Television has a voracious appetite, but the images ingested have a different value now. It's not like the cinema anymore. You have to fill an increasingly precise set of expectations from the audience. The viewer is a client - a king who must be courted.

But the kingdom in which we're working is not so simple to run. It is complex, and in it we face an infinite set of constraints which often cause us so much interference that we are prevented from seeing the potential of what we do, and what is really important.

It reminds me of the impressionist painting The Lunch on the Grass by Edouard Manet, refused at the Paris Salon in the name of a certain idea of what a painting should be. In those days, decision-makers at galleries held in their hands the power to decide which works of art would connect most with the public.

The academic way in which we make decisions now can often prevent us from discovering the most beautiful of revelations. We cling to recognized and widely shared values. Many of the international coproductions we carry out are weakened by our need to reach a common agreement. Are we producing, or just reproducing? Why risk a creation when a recreation is a safer bet? The decision to take risks has been taken out of the hands of the filmmaker and placed into the hands of the broadcaster and the commissioning editor.

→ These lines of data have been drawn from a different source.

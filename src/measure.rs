//! Measurement orchestrator.
//!
//! Turns one command into one [`MeasurementRecord`]. Each call walks through
//!
//! ```text
//! Idle → ReadingBaseline (direct-read only) → Running → ParsingOutput → Finalized
//!                                    └──────── infrastructure failure ──→ Aborted
//! ```
//!
//! A failing measured command is still measured: its exit status is kept
//! next to the record. Only infrastructure failures (counter unreadable,
//! process not startable) abort. Telemetry gaps become [`MeasureWarning`]s.

use std::io;

use chrono::Utc;
use tracing::{debug, info, warn};

use crate::collector::energy::{EnergyCounter, energy_delta};
use crate::collector::perf::{MetricField, PartialMetrics, PerfOutputParser};
use crate::collector::runner::RawCapture;
use crate::collector::traits::{FileSystem, ProcessRunner};
use crate::config::{MeasureConfig, Strategy};
use crate::error::MeasureError;
use crate::storage::MeasurementRecord;

/// Shell exit codes for "command not found" and "not executable".
const EXIT_NOT_FOUND: i32 = 127;
const EXIT_NOT_EXECUTABLE: i32 = 126;

/// Progress of a single measurement.
#[derive(Debug, Clone, Copy, PartialEq, Eq)]
pub enum Phase {
    Idle,
    ReadingBaseline,
    Running,
    ParsingOutput,
    Finalized,
    Aborted,
}

/// Non-fatal conditions raised while measuring.
#[derive(Debug, Clone, PartialEq)]
pub enum MeasureWarning {
    /// The counter went backwards; energy was clamped to 0.
    CounterWrapped { start: u64, end: u64 },
    /// Fields absent from the tool report; they were recorded as 0.
    PartialTelemetry { missing: Vec<MetricField> },
}

impl std::fmt::Display for MeasureWarning {
    fn fmt(&self, f: &mut std::fmt::Formatter<'_>) -> std::fmt::Result {
        match self {
            MeasureWarning::CounterWrapped { start, end } => write!(
                f,
                "energy counter wrapped ({} -> {} uJ), energy recorded as 0",
                start, end
            ),
            MeasureWarning::PartialTelemetry { missing } => {
                let names: Vec<&str> = missing.iter().map(MetricField::as_str).collect();
                write!(f, "missing {} in tool output, recorded as 0", names.join(", "))
            }
        }
    }
}

/// Outcome of one measured command.
#[derive(Debug, Clone, PartialEq)]
pub struct Measurement {
    pub record: MeasurementRecord,
    /// Exit status of the measured command (or of the wrapping tool).
    pub exit_status: i32,
    pub strategy: Strategy,
    pub warnings: Vec<MeasureWarning>,
}

/// Sequences the accounting reader, runner and parser.
pub struct Measurer<F: FileSystem, R: ProcessRunner> {
    config: MeasureConfig,
    counter: EnergyCounter<F>,
    runner: R,
    parser: PerfOutputParser,
    phase: Phase,
}

impl<F: FileSystem, R: ProcessRunner> Measurer<F, R> {
    /// Creates an orchestrator.
    ///
    /// # Arguments
    /// * `config` - Strategy, counter path, tool template and environment
    /// * `fs` - Filesystem used for counter reads (real or mock)
    /// * `runner` - Process runner (real or mock)
    pub fn new(config: MeasureConfig, fs: F, runner: R) -> Self {
        let counter = EnergyCounter::new(fs, config.accounting_path.clone());
        let parser = PerfOutputParser::new(config.tool.energy_event.clone());
        Self {
            config,
            counter,
            runner,
            parser,
            phase: Phase::Idle,
        }
    }

    pub fn config(&self) -> &MeasureConfig {
        &self.config
    }

    /// Phase reached by the last call to [`measure`](Self::measure).
    pub fn phase(&self) -> Phase {
        self.phase
    }

    /// Measures `command` once with the configured strategy.
    pub fn measure(&mut self, command: &str) -> Result<Measurement, MeasureError> {
        self.phase = Phase::Idle;
        let timestamp = Utc::now();
        debug!(command, strategy = %self.config.strategy, "starting measurement");

        let result = match self.config.strategy {
            Strategy::DirectRead => self.measure_direct(command),
            Strategy::WrappedTool => self.measure_wrapped(command),
        };

        match result {
            Ok((metrics, capture, warnings)) => {
                self.enter(Phase::Finalized);
                if !capture.succeeded() {
                    warn!(
                        exit_status = capture.exit_status,
                        "measured command exited with non-zero status"
                    );
                }
                let record = MeasurementRecord::from_partial(timestamp, command, &metrics);
                info!(
                    command,
                    energy_joules = record.energy_joules,
                    duration_seconds = record.duration_seconds,
                    exit_status = capture.exit_status,
                    "measurement complete"
                );
                Ok(Measurement {
                    record,
                    exit_status: capture.exit_status,
                    strategy: self.config.strategy,
                    warnings,
                })
            }
            Err(e) => {
                self.enter(Phase::Aborted);
                Err(e)
            }
        }
    }

    fn measure_direct(
        &mut self,
        command: &str,
    ) -> Result<(PartialMetrics, RawCapture, Vec<MeasureWarning>), MeasureError> {
        self.enter(Phase::ReadingBaseline);
        let start = self.counter.read()?;

        self.enter(Phase::Running);
        let capture = self.run(command)?;
        let end = self.counter.read()?;

        self.enter(Phase::ParsingOutput);
        let mut warnings = Vec::new();
        let delta = energy_delta(&start, &end);
        if delta.wrapped {
            let warning = MeasureWarning::CounterWrapped {
                start: start.value,
                end: end.value,
            };
            warn!("{}", warning);
            warnings.push(warning);
        }

        let metrics = PartialMetrics {
            energy_joules: Some(delta.joules),
            duration_seconds: Some(capture.wall_time.as_secs_f64()),
            ..PartialMetrics::default()
        };
        Ok((metrics, capture, warnings))
    }

    fn measure_wrapped(
        &mut self,
        command: &str,
    ) -> Result<(PartialMetrics, RawCapture, Vec<MeasureWarning>), MeasureError> {
        self.enter(Phase::Running);
        let command_line = self.config.tool.command_line(command);
        let capture = self.run(&command_line)?;

        self.enter(Phase::ParsingOutput);
        let metrics = self.parser.parse(&capture);

        if self.tool_missing(&capture) {
            let kind = if capture.exit_status == EXIT_NOT_FOUND {
                io::ErrorKind::NotFound
            } else {
                io::ErrorKind::PermissionDenied
            };
            return Err(MeasureError::ProcessSpawn {
                command: command_line,
                source: io::Error::new(kind, capture.text.trim().to_string()),
            });
        }

        let mut warnings = Vec::new();
        let missing = metrics.missing_fields();
        if !missing.is_empty() {
            let warning = MeasureWarning::PartialTelemetry { missing };
            warn!("{}", warning);
            warnings.push(warning);
        }
        Ok((metrics, capture, warnings))
    }

    /// Whether the shell could not start the tool itself, as opposed to the
    /// measured command inside it.
    fn tool_missing(&self, capture: &RawCapture) -> bool {
        if !matches!(capture.exit_status, EXIT_NOT_FOUND | EXIT_NOT_EXECUTABLE) {
            return false;
        }
        // Any report line, even `<not supported>`, means the tool ran.
        if capture.text.contains(self.config.tool.energy_event.as_str()) {
            return false;
        }
        let prefix = format!("{}: ", self.config.tool.program);
        capture.text.lines().any(|line| {
            line.find(&prefix).is_some_and(|at| {
                let starts_word = line[..at].ends_with(char::is_whitespace) || at == 0;
                let reason = &line[at + prefix.len()..];
                starts_word
                    && (reason.contains("not found")
                        || reason.contains("No such file")
                        || reason.contains("Permission denied"))
            })
        })
    }

    fn run(&self, command_line: &str) -> Result<RawCapture, MeasureError> {
        let capture = self
            .runner
            .run(command_line, &self.config.env)
            .map_err(|source| MeasureError::ProcessSpawn {
                command: command_line.to_string(),
                source,
            })?;
        if !capture.stdout.is_empty() {
            debug!(stdout = %capture.stdout.trim_end(), "measured command output");
        }
        Ok(capture)
    }

    fn enter(&mut self, phase: Phase) {
        debug!(from = ?self.phase, to = ?phase, "measurement phase");
        self.phase = phase;
    }
}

The role of commissioning editor is as much a privilege as it is a heavy responsibility, for the choices we make today often determine what's on offer tomorrow. Should we protect ourselves and our positions, or nourish a piece of art that doesn't belong to us and concentrate on bringing to light the most beautiful discoveries we can? It's a question of view - or, more accurately, glance. In Arabic, 'glance' has two meanings. It can refer to 'a look;' but it also describes the source of a spring or river, a place where rain returns to the earth. It describes something that is both taken and something that is returned.